::: Input records :::

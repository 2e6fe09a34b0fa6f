use thiserror::Error;

use crate::period::Fidelity;

/// Errors raised by the period calculus. Always caller-facing: nothing can be
/// generated for a period that does not parse.
#[derive(Debug, Clone, PartialEq, Eq, Error)]
pub enum PeriodError {
    #[error("invalid {fidelity} period {period:?} (expected {expected})")]
    InvalidPeriodFormat {
        fidelity: Fidelity,
        period: String,
        expected: &'static str,
    },

    #[error("unknown fidelity {0:?} (expected one of: daily, weekly, monthly, quarterly, h1-h2, yearly)")]
    UnknownFidelity(String),

    #[error("invalid date {0:?} (expected YYYY-MM-DD)")]
    InvalidDate(String),

    #[error("date arithmetic left the supported calendar range")]
    OutOfRange,
}
pub mod error;
pub mod hash;
pub mod period;
pub mod stats;
pub mod types;

pub use error::PeriodError;
pub use period::{DateRange, Fidelity};
pub use stats::{SummaryStats, TodoProgress};
pub use types::*;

:::

Prompt: Check the data for the word "expected" and pull out the lines that have it.

Task response:
    #[error("invalid {fidelity} period {period:?} (expected {expected})")]
        expected: &'static str,
    #[error("unknown fidelity {0:?} (expected one of: daily, weekly, monthly, quarterly, h1-h2, yearly)")]
    #[error("invalid date {0:?} (expected YYYY-MM-DD)")]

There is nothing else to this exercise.